Heck, even if you can't remain in the marriage and choose divorce, you should STILL forgive. Unforgiveness is unhealthy and stressful. Let go of it and forgive.


----------



## disbelief (Oct 31, 2010)

Unforgiveness is definitely unhealthy however I think if on d day you turn around and say I forgive you it is like saying sorry when u don't mean it. Some reflection time is needed the DS needs to have some time to sorry but suffer as well. If somebody sucker punches you in the face do you immediate forgive them?
_Posted via Mobile Device_


----------



## bluesky (Jan 29, 2011)

I agree that forgiving too quickly is not good.
The cheater needs to prove themselves worthy.


----------



## paramore (Jan 11, 2011)

i agree with the last two posts:smthumbup: it really depends on the person really, I wish you the best of luck darlin. There are so many emotions and so many things that come into play. I really hope you can work it out, my situation is good today, but tomorrow, who knows he and I are going day by day, really that's all you can do dear.


----------



## Bigwayneo (Jan 22, 2011)

paramore said:


> i agree with the last two posts:smthumbup: it really depends on the person really, I wish you the best of luck darlin. There are so many emotions and so many things that come into play. I really hope you can work it out, my situation is good today, but tomorrow, who knows he and I are going day by day, really that's all you can do dear.


Thank you for the luck! I am in the same boat right now. Today was pretty good. I only had one trigger and I managed to think about something else right away.:smthumbup: It felt good, but I do know this is not, and will not be the norm for being this soon. I knew I would not be giving forgiveness at least in the next month or so, but I figured it would be a good question to know the answer to when I feel the time has come, and to any other new posters to the forums.


----------



## ladyybyrd (Jan 4, 2011)

There is really no timeline for forgiveness in my opinion. You forgive when you are ready to forgive.


----------



## disbelief (Oct 31, 2010)

Forgiveness is complicated I think because of the roller coaster. A great subject for a sticky thread. Something I watched or read by a therapist said sometimes if you do forgive the person it clears your mind of it allowing you to move on ......................sometimes he said this changes the offending parties point of view and they may of course sometimes may not then come closer to reconciliation.

This is no cookie cutter solution.
_Posted via Mobile Device_


----------



## 8yearscheating (Oct 14, 2010)

BigWaneo - I posted this on disbeliefs thread. There is also a comment there aboutthe positive compliments you can give. A great Love Bank builder.

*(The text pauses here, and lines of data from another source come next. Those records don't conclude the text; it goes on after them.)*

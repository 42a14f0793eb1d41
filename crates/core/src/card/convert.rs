//! Conversion of upstream records into canonical cards.

use thiserror::Error;
use tracing::warn;

use super::raw::{ImageUris, RawCard, RawCardFace};
use super::types::{Card, ColorCategory, Legalities, SUPPORTED_FORMATS};
use crate::normalize::normalize;

/// Separator between face names in a multi-face record name.
const FACE_SEPARATOR: &str = "//";

/// Errors that make a record unconvertible.
#[derive(Debug, Clone, PartialEq, Eq, Error)]
pub enum ConvertError {
    #[error("record has no identifier")]
    MissingId,

    #[error("record {0} has no name")]
    MissingName(String),
}

/// Layouts whose back face becomes its own catalog entry.
pub fn has_separate_back_face(raw: &RawCard) -> bool {
    matches!(raw.layout(), "transform" | "modal_dfc")
}

/// Convert one upstream record into a canonical card.
///
/// With `use_back_face` the result describes the second face: its id gets a
/// `2` suffix and it is marked as an extra face.
pub fn convert_card(raw: &RawCard, use_back_face: bool) -> Result<Card, ConvertError> {
    let upstream_id = raw
        .id
        .as_deref()
        .filter(|id| !id.is_empty())
        .ok_or(ConvertError::MissingId)?;
    if raw.name.as_deref().map_or(true, str::is_empty) {
        return Err(ConvertError::MissingName(upstream_id.to_string()));
    }

    let face = face_source(raw, use_back_face);
    let id = if use_back_face {
        format!("{}2", upstream_id)
    } else {
        upstream_id.to_string()
    };

    let name = convert_name(raw, use_back_face);
    let set = raw.set.clone().unwrap_or_default();
    let collector_number = raw.collector_number.clone().unwrap_or_default();
    let full_name = format!("{} [{}-{}]", name, set, collector_number);
    let type_line = convert_type(raw, use_back_face);
    let color_identity = raw.color_identity.clone().unwrap_or_default();
    let colorcategory = ColorCategory::derive(&type_line, &color_identity);

    let images = face
        .and_then(|f| f.image_uris.as_ref())
        .or(raw.image_uris.as_ref());
    let image_flip = raw
        .faces()
        .get(1)
        .and_then(|f| f.image_uris.as_ref())
        .and_then(|i| i.normal.clone());

    let oracle_id = face
        .and_then(|f| f.oracle_id.clone())
        .or_else(|| raw.oracle_id.clone())
        .unwrap_or_default();
    let (power, toughness, loyalty) = match face {
        Some(f) => (f.power.clone(), f.toughness.clone(), f.loyalty.clone()),
        None => (raw.power.clone(), raw.toughness.clone(), raw.loyalty.clone()),
    };

    Ok(Card {
        id,
        oracle_id,
        name_lower: normalize(&name),
        name,
        full_name,
        set,
        collector_number,
        rarity: raw.rarity.clone().unwrap_or_default(),
        oracle_text: convert_oracle_text(raw, use_back_face),
        cmc: convert_cmc(raw, use_back_face),
        parsed_cost: convert_parsed_cost(raw, use_back_face),
        colors: convert_colors(raw, use_back_face),
        color_identity,
        colorcategory,
        legalities: convert_legalities(raw, use_back_face),
        type_line,
        power,
        toughness,
        loyalty,
        layout: raw.layout().to_string(),
        artist: raw.artist.clone().unwrap_or_default(),
        scryfall_uri: raw.scryfall_uri.clone().unwrap_or_default(),
        border_color: raw.border_color.clone().unwrap_or_default(),
        language: raw.lang.clone().unwrap_or_default(),
        promo: raw.promo.unwrap_or(false),
        digital: raw.digital.unwrap_or(false),
        is_token: raw.layout() == "token",
        full_art: raw.full_art.unwrap_or(false),
        tcgplayer_id: raw.tcgplayer_id,
        released_at: raw.released_at.clone().unwrap_or_default(),
        is_extra: use_back_face,
        image_small: image_field(images, |i| i.small.as_ref()),
        image_normal: image_field(images, |i| i.normal.as_ref()),
        art_crop: image_field(images, |i| i.art_crop.as_ref()),
        image_flip,
        error: false,
    })
}

fn face_source(raw: &RawCard, use_back_face: bool) -> Option<&RawCardFace> {
    let faces = raw.faces();
    if use_back_face {
        faces.get(1)
    } else {
        faces.first()
    }
}

fn image_field(images: Option<&ImageUris>, pick: impl Fn(&ImageUris) -> Option<&String>) -> String {
    images.and_then(pick).cloned().unwrap_or_default()
}

/// Display name for the requested face.
pub fn convert_name(raw: &RawCard, use_back_face: bool) -> String {
    let full = raw.name.as_deref().unwrap_or("");
    let name = match full.split_once(FACE_SEPARATOR) {
        Some((_, back)) if use_back_face => back,
        Some((front, _)) if raw.layout() != "split" => front,
        _ => full,
    };

    let name = name.trim();
    if raw.layout() == "art_series" {
        format!("{} Art Card", name)
    } else {
        name.to_string()
    }
}

/// Per-format legality. Back faces are never legal on their own.
pub fn convert_legalities(raw: &RawCard, use_back_face: bool) -> Legalities {
    let mut legalities = Legalities::default();
    if use_back_face {
        return legalities;
    }

    if let Some(upstream) = &raw.legalities {
        for format in SUPPORTED_FORMATS {
            let status = upstream
                .get(&format.to_ascii_lowercase())
                .map(String::as_str);
            legalities.set(format, matches!(status, Some("legal" | "restricted")));
        }
    }
    legalities
}

/// Split a mana cost such as `{2}{W/U}` into lowercased symbols, last symbol first.
pub fn tokenize_mana_cost(cost: &str) -> Vec<String> {
    let mut chars = cost.chars();
    chars.next();
    chars.next_back();
    chars
        .as_str()
        .to_lowercase()
        .rsplit("}{")
        .map(|symbol| symbol.replace('/', "-"))
        .collect()
}

pub fn convert_parsed_cost(raw: &RawCard, use_back_face: bool) -> Vec<String> {
    // Back faces cannot be cast on their own.
    if use_back_face {
        return Vec::new();
    }

    let faces = raw.faces();
    match raw.layout() {
        _ if faces.is_empty() => raw
            .mana_cost
            .as_deref()
            .map(tokenize_mana_cost)
            .unwrap_or_default(),
        "flip" => raw
            .mana_cost
            .as_deref()
            .map(tokenize_mana_cost)
            .unwrap_or_default(),
        "split" | "adventure" => raw
            .mana_cost
            .as_deref()
            .map(|cost| tokenize_mana_cost(&cost.replace(" // ", "{split}")))
            .unwrap_or_default(),
        layout => match &faces[0] {
            RawCardFace {
                colors: Some(_),
                mana_cost,
                ..
            } => mana_cost
                .as_deref()
                .map(tokenize_mana_cost)
                .unwrap_or_default(),
            _ => {
                warn!(
                    id = raw.id.as_deref().unwrap_or(""),
                    layout, "multi-face record without face colors, leaving mana cost empty"
                );
                Vec::new()
            }
        },
    }
}

/// Mana value. A back face without its own non-zero value takes the record's.
pub fn convert_cmc(raw: &RawCard, use_back_face: bool) -> f64 {
    let face_cmc = if use_back_face {
        raw.faces().get(1).and_then(|f| f.cmc).filter(|cmc| *cmc != 0.0)
    } else {
        None
    };
    face_cmc.or(raw.cmc).unwrap_or(0.0)
}

pub fn convert_colors(raw: &RawCard, use_back_face: bool) -> Vec<String> {
    let faces = raw.faces();

    if use_back_face {
        if faces.len() < 2 {
            return Vec::new();
        }
        // Adventure faces carry no colors upstream.
        if raw.layout() == "adventure" {
            return raw.colors.clone().unwrap_or_default();
        }
        if let Some(colors) = &faces[1].colors {
            return colors.clone();
        }
    }

    if faces.is_empty() || matches!(raw.layout(), "flip" | "split" | "adventure") {
        return raw.colors.clone().unwrap_or_default();
    }

    match &faces[0].colors {
        Some(colors) => colors.clone(),
        None => {
            warn!(
                id = raw.id.as_deref().unwrap_or(""),
                layout = raw.layout(),
                "multi-face record without face colors"
            );
            Vec::new()
        }
    }
}

pub fn convert_type(raw: &RawCard, use_back_face: bool) -> String {
    if let Some(type_line) = face_source(raw, use_back_face).and_then(|f| f.type_line.as_deref()) {
        return type_line.trim().to_string();
    }

    let type_line = raw.type_line.as_deref().unwrap_or("");
    let side = match type_line.split_once(FACE_SEPARATOR) {
        Some((_, back)) if use_back_face => back,
        Some((front, _)) => front,
        None => type_line,
    };
    side.trim().to_string()
}

pub fn convert_oracle_text(raw: &RawCard, use_back_face: bool) -> String {
    let faces = raw.faces();

    if use_back_face {
        if let Some(face) = faces.get(1) {
            return face.oracle_text.clone().unwrap_or_default();
        }
    } else if !faces.is_empty() {
        return faces
            .iter()
            .map(|f| f.oracle_text.as_deref().unwrap_or(""))
            .collect::<Vec<_>>()
            .join("\n");
    }

    raw.oracle_text.clone().unwrap_or_default()
}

"Keep in mind what I said about postive compliments. They go a LONG way. Also, if you voice any doubts, her radar goes up that says your not really into into R. I saw your comments on the Forgiveness thread. Personally, I made it a special point to my wife that I was commited to moving forward and forgiving her so we could start to build trust. As we discussed, that included the caveat that there much work to do and it didn't mean we could forget - only forgive."


----------



## Bigwayneo (Jan 22, 2011)

I am assuming R is for Reconcile? I have not forgiven her yet, but I have been doing my best not to bring the A up any more. Once in a while I ask her a question about it as nice as I can and that is even getting less and less frequent.


----------



## remmons (Dec 20, 2010)

There is no timeline for forgiveness. You will be ready for it when you decide. I am feeling the same, unsure if I can forgive my wife or not, but I have started taking the steps towards forgiveness.

I want to share something with you. I heard a song on the radio last week. I have heard it for many years ans I have always liked it, but it wasn't until just last week that I took it to heart. It has helped me to ease and soften my heart.

It is by Don Henley, formerly of the Eagles. Here are the lyrics.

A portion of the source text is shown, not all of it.